=== Section Start ===

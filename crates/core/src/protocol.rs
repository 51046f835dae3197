// SPDX-License-Identifier: MIT
// Copyright (c) 2026 Alfred Jean LLC

//! AnkiConnect protocol messages.
//!
//! Every request is a JSON object `{"action": ..., "version": 6, "params": {...}}`
//! and every response is `{"result": ..., "error": ...}`. Responses are mapped
//! to `Result<Value, RemoteFailure>` here so that callers never look at the
//! raw envelope.

use std::collections::BTreeMap;
use std::fmt;

use serde::de::DeserializeOwned;
use serde::{Deserialize, Serialize, Serializer};
use serde_json::Value;

use crate::error::{Error, Result};
use crate::record::NoteOptions;

/// AnkiConnect API version spoken by this crate.
pub const API_VERSION: u32 = 6;

/// Identifier the remote store assigns to a note.
#[derive(Debug, Clone, Copy, PartialEq, Eq, PartialOrd, Ord, Hash, Serialize, Deserialize)]
#[serde(transparent)]
pub struct NoteId(pub u64);

/// Identifier the remote store assigns to a card.
#[derive(Debug, Clone, Copy, PartialEq, Eq, PartialOrd, Ord, Hash, Serialize, Deserialize)]
#[serde(transparent)]
pub struct CardId(pub u64);

impl fmt::Display for NoteId {
    fn fmt(&self, f: &mut fmt::Formatter<'_>) -> fmt::Result {
        write!(f, "{}", self.0)
    }
}

impl fmt::Display for CardId {
    fn fmt(&self, f: &mut fmt::Formatter<'_>) -> fmt::Result {
        write!(f, "{}", self.0)
    }
}

/// A note as submitted to `canAddNotes` and `addNotes`.
#[derive(Debug, Clone, PartialEq, Serialize)]
#[serde(rename_all = "camelCase")]
pub struct NewNote {
    pub deck_name: String,
    pub model_name: String,
    pub fields: BTreeMap<String, String>,
    pub tags: Vec<String>,
    pub options: NoteOptions,
}

/// The `note` parameter of `updateNoteFields`.
#[derive(Debug, Clone, PartialEq, Serialize)]
pub struct NoteFields {
    pub id: NoteId,
    pub fields: BTreeMap<String, String>,
}

/// The remote store's view of a note, as returned by `notesInfo`.
///
/// Only the parts the engine needs are decoded.
#[derive(Debug, Clone, PartialEq, Eq, Serialize, Deserialize)]
#[serde(rename_all = "camelCase")]
pub struct NoteInfo {
    pub note_id: NoteId,
    #[serde(default)]
    pub tags: Vec<String>,
    #[serde(default)]
    pub cards: Vec<CardId>,
}

/// Remote actions consumed by the engine.
#[derive(Debug, Clone, PartialEq, Serialize)]
#[serde(tag = "action", content = "params", rename_all = "camelCase")]
pub enum Action {
    Version,
    CreateDeck { deck: String },
    CanAddNotes { notes: Vec<NewNote> },
    AddNotes { notes: Vec<NewNote> },
    FindNotes { query: String },
    UpdateNoteFields { note: NoteFields },
    NotesInfo { notes: Vec<NoteId> },
    AddTags { notes: Vec<NoteId>, tags: String },
    RemoveTags { notes: Vec<NoteId>, tags: String },
    Suspend { cards: Vec<CardId> },
    Sync,
    Multi { actions: Vec<Request> },
}

impl Action {
    /// The wire name of the action.
    pub fn name(&self) -> &'static str {
        match self {
            Action::Version => "version",
            Action::CreateDeck { .. } => "createDeck",
            Action::CanAddNotes { .. } => "canAddNotes",
            Action::AddNotes { .. } => "addNotes",
            Action::FindNotes { .. } => "findNotes",
            Action::UpdateNoteFields { .. } => "updateNoteFields",
            Action::NotesInfo { .. } => "notesInfo",
            Action::AddTags { .. } => "addTags",
            Action::RemoveTags { .. } => "removeTags",
            Action::Suspend { .. } => "suspend",
            Action::Sync => "sync",
            Action::Multi { .. } => "multi",
        }
    }
}

/// A versioned request envelope.
#[derive(Debug, Clone, PartialEq)]
pub struct Request {
    pub action: Action,
    pub version: u32,
}

impl Request {
    pub fn new(action: Action) -> Self {
        Request {
            action,
            version: API_VERSION,
        }
    }

    pub fn with_version(action: Action, version: u32) -> Self {
        Request { action, version }
    }

    /// Serializes the request to a JSON value.
    pub fn to_value(&self) -> Result<Value> {
        let mut body = serde_json::to_value(&self.action)?;
        match body {
            Value::Object(ref mut map) => {
                map.insert("version".to_string(), Value::from(self.version));
            }
            _ => {
                return Err(Error::MalformedResponse(format!(
                    "action {} did not serialize to an object",
                    self.action.name()
                )))
            }
        }
        Ok(body)
    }
}

impl Serialize for Request {
    fn serialize<S: Serializer>(&self, serializer: S) -> std::result::Result<S::Ok, S::Error> {
        self.to_value()
            .map_err(serde::ser::Error::custom)?
            .serialize(serializer)
    }
}

/// An error reported by the remote store in a response's `error` field.
#[derive(Debug, Clone, PartialEq, Eq)]
pub struct RemoteFailure(pub String);

impl fmt::Display for RemoteFailure {
    fn fmt(&self, f: &mut fmt::Formatter<'_>) -> fmt::Result {
        f.write_str(&self.0)
    }
}

/// Unwraps a response envelope.
///
/// The outer `Result` fails when the envelope itself is malformed; the inner
/// one carries the remote store's verdict for this request.
pub fn parse_response(response: Value) -> Result<std::result::Result<Value, RemoteFailure>> {
    let Value::Object(mut map) = response else {
        return Err(Error::MalformedResponse(
            "response is not a JSON object".to_string(),
        ));
    };
    if map.len() != 2 {
        return Err(Error::MalformedResponse(format!(
            "response has an unexpected number of fields ({})",
            map.len()
        )));
    }
    let error = map
        .remove("error")
        .ok_or_else(|| Error::MalformedResponse("response is missing the error field".into()))?;
    let result = map
        .remove("result")
        .ok_or_else(|| Error::MalformedResponse("response is missing the result field".into()))?;

    match error {
        Value::Null => Ok(Ok(result)),
        Value::String(message) => Ok(Err(RemoteFailure(message))),
        other => Ok(Err(RemoteFailure(other.to_string()))),
    }
}

/// Decodes a successful result into a typed value.
pub fn decode<T: DeserializeOwned>(result: Value) -> Result<T> {
    Ok(serde_json::from_value(result)?)
}

#[cfg(test)]
#[path = "protocol_tests.rs"]
mod tests;
// SPDX-License-Identifier: MIT
// Copyright (c) 2026 Alfred Jean LLC

//! Check command specs.

#![allow(clippy::panic)]
#![allow(clippy::unwrap_used)]
#![allow(clippy::expect_used)]

mod common;
use common::*;

#[test]
fn check_unreachable_endpoint_exits_1() {
    let temp = TempDir::new().unwrap();
    std::fs::write(temp.path().join("ankisync.toml"), "timeout_secs = 2\n").unwrap();

    ankisync_in(temp.path())
        .args(["check", "--endpoint", UNREACHABLE])
        .assert()
        .failure()
        .code(1)
        .stdout(predicate::str::is_empty())
        .stderr(predicate::str::contains("error: "))
        .stderr(predicate::str::contains("127.0.0.1:1"));
}

#[test]
fn check_uses_endpoint_from_config() {
    let temp = TempDir::new().unwrap();
    std::fs::write(
        temp.path().join("ankisync.toml"),
        format!("url = \"{UNREACHABLE}\"\ntimeout_secs = 2\n"),
    )
    .unwrap();

    ankisync_in(temp.path())
        .arg("check")
        .assert()
        .failure()
        .stderr(predicate::str::contains("127.0.0.1:1"));
}

#[test]
fn check_uses_user_config_dir() {
    let temp = TempDir::new().unwrap();
    let dir = temp.path().join(".config").join("ankisync");
    std::fs::create_dir_all(&dir).unwrap();
    std::fs::write(dir.join("config.toml"), "url = \"ftp://example.com\"\n").unwrap();

    let output = ankisync_in(temp.path()).arg("check").output().unwrap();

    // dirs::config_dir honours XDG_CONFIG_HOME on Linux only.
    if cfg!(target_os = "linux") {
        assert_eq!(output.status.code(), Some(1));
        let stderr = String::from_utf8_lossy(&output.stderr);
        assert!(stderr.contains("invalid url 'ftp://example.com'"), "{stderr}");
    }
}

#[test]
fn check_rejects_extra_arguments() {
    ankisync()
        .args(["check", "extra"])
        .assert()
        .failure()
        .code(2);
}

#[test]
fn config_flag_wins_over_environment() {
    let temp = TempDir::new().unwrap();
    std::fs::write(temp.path().join("bad.toml"), "url = \"ftp://example.com\"\n").unwrap();
    std::fs::write(
        temp.path().join("good.toml"),
        format!("url = \"{UNREACHABLE}\"\ntimeout_secs = 2\n"),
    )
    .unwrap();

    ankisync_in(temp.path())
        .env("ANKISYNC_CONFIG", temp.path().join("bad.toml"))
        .args(["--config", "good.toml", "check"])
        .assert()
        .failure()
        .stderr(predicate::str::contains("127.0.0.1:1"));

    ankisync_in(temp.path())
        .env("ANKISYNC_CONFIG", temp.path().join("bad.toml"))
        .arg("check")
        .assert()
        .failure()
        .stderr(predicate::str::contains("invalid url 'ftp://example.com'"));
}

=== Section End ===

■ What this task involves ■
Word for word, restate the data above from its first line down to and including the line with "by this crate.".

■ Solved problem ■
filename crates/core/src/protocol.rs
repository 51046f835dae3197
// SPDX-License-Identifier: MIT
// Copyright (c) 2026 Alfred Jean LLC

//! AnkiConnect protocol messages.
//!
//! Every request is a JSON object `{"action": ..., "version": 6, "params": {...}}`
//! and every response is `{"result": ..., "error": ...}`. Responses are mapped
//! to `Result<Value, RemoteFailure>` here so that callers never look at the
//! raw envelope.

use std::collections::BTreeMap;
use std::fmt;

use serde::de::DeserializeOwned;
use serde::{Deserialize, Serialize, Serializer};
use serde_json::Value;

use crate::error::{Error, Result};
use crate::record::NoteOptions;

/// AnkiConnect API version spoken by this crate.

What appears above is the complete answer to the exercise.